The synthesis, structure and spectral and redox behaviour of copper(II) complexes of sterically constrained N3, N3S2 and N2S2 ligands are described. The ligands 2,6-bis(2,4,6-trimethylphenyliminomethyl)pyridine (L1), 2,6-bis(2,6-diisopropylphenyliminomethyl)pyridine (L2), 2,6-bis(2-methylthiophenyliminomethyl)pyridine (L3), 1,3-bis(2-methylthiophenyliminomethyl)benzene (L4), 1,3-bis(2,4,6-trimethylphenyliminomethyl)benzene (L5) and 1,3-bis(2,6-diisopropyl-phenyliminomethyl)benzene (L6) have been synthesized.
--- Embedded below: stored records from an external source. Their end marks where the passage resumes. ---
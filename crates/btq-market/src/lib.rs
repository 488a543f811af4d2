//! btq-market
//!
//! Market data model: the immutable [`Bar`] type and the [`BarWindow`]
//! sliding buffer the orchestrator feeds to strategies.

mod bar;
mod timeframe;
mod window;

pub use bar::{Bar, BarError};
pub use timeframe::Timeframe;
pub use window::BarWindow;
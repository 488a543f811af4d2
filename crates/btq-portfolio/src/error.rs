use crate::config::{ConfigError, WeightsError};

/// Errors that abort a portfolio run before or during its per-symbol
/// backtest loop.
#[derive(Debug)]
pub enum PortfolioError {
    ConfigInvalid(ConfigError),
    ///  `PortfolioWeightsInvalid`: structural, fails before any child
    /// run — unlike a per-symbol backtest failure, which is logged and
    /// skipped.
    WeightsInvalid(WeightsError),
    /// Every symbol's backtest failed; there is nothing to aggregate.
    NoSuccessfulSymbolRuns,
}

impl std::fmt::Display for PortfolioError {
    fn fmt(&self, f: &mut std::fmt::Formatter<'_>) -> std::fmt::Result {
        match self {
            PortfolioError::ConfigInvalid(e) => write!(f, "portfolio config invalid: {e}"),
            PortfolioError::WeightsInvalid(e) => write!(f, "portfolio weights invalid: {e}"),
            PortfolioError::NoSuccessfulSymbolRuns => write!(f, "no symbol backtest completed successfully"),
        }
    }
}

impl std::error::Error for PortfolioError {}

impl From<ConfigError> for PortfolioError {
    fn from(e: ConfigError) -> Self {
        PortfolioError::ConfigInvalid(e)
    }
}

impl From<WeightsError> for PortfolioError {
    fn from(e: WeightsError) -> Self {
        PortfolioError::WeightsInvalid(e)
    }
}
The 1:1 copper(II) complexes of L1–L5 have been isolated and characterized by spectral and electrochemical techniques. The X-ray crystal structure of the complex [Cu(L2)Cl2] (2) has been successfully determined and is found to possess a distorted square pyramidal coordination geometry. The replacement of isopropyl groups in this complex by the less sterically demanding methyl groups as in [Cu(L1)Cl2] leads to a decreased geometric distortion. The complexes show relatively high positive redox potentials with a low reorganizational energy barrier for electron transfer involving the Cu(II)/Cu(I) couple. The redox cycle of the complexes 1 and 2 has been explained by assuming a square scheme. The spectral and electrochemical properties of CuN3S2 and CuN2S2 complexes generated by the incorporation of thioether sulfurs into L1/L2 and L4/L5, respectively, are also discussed. Both the complexes show positive redox potentials suggesting the coordination of at least one thioether sulfur to copper(II). The incorporation of a pyridine nitrogen donor into the CuN2S2 complexes leads to higher LF field strengths but with lower absorptivities. The coordination of Cl− ions to the CuN3S2 and CuN2S2 complexes significantly alter the spectral and redox properties of the complexes.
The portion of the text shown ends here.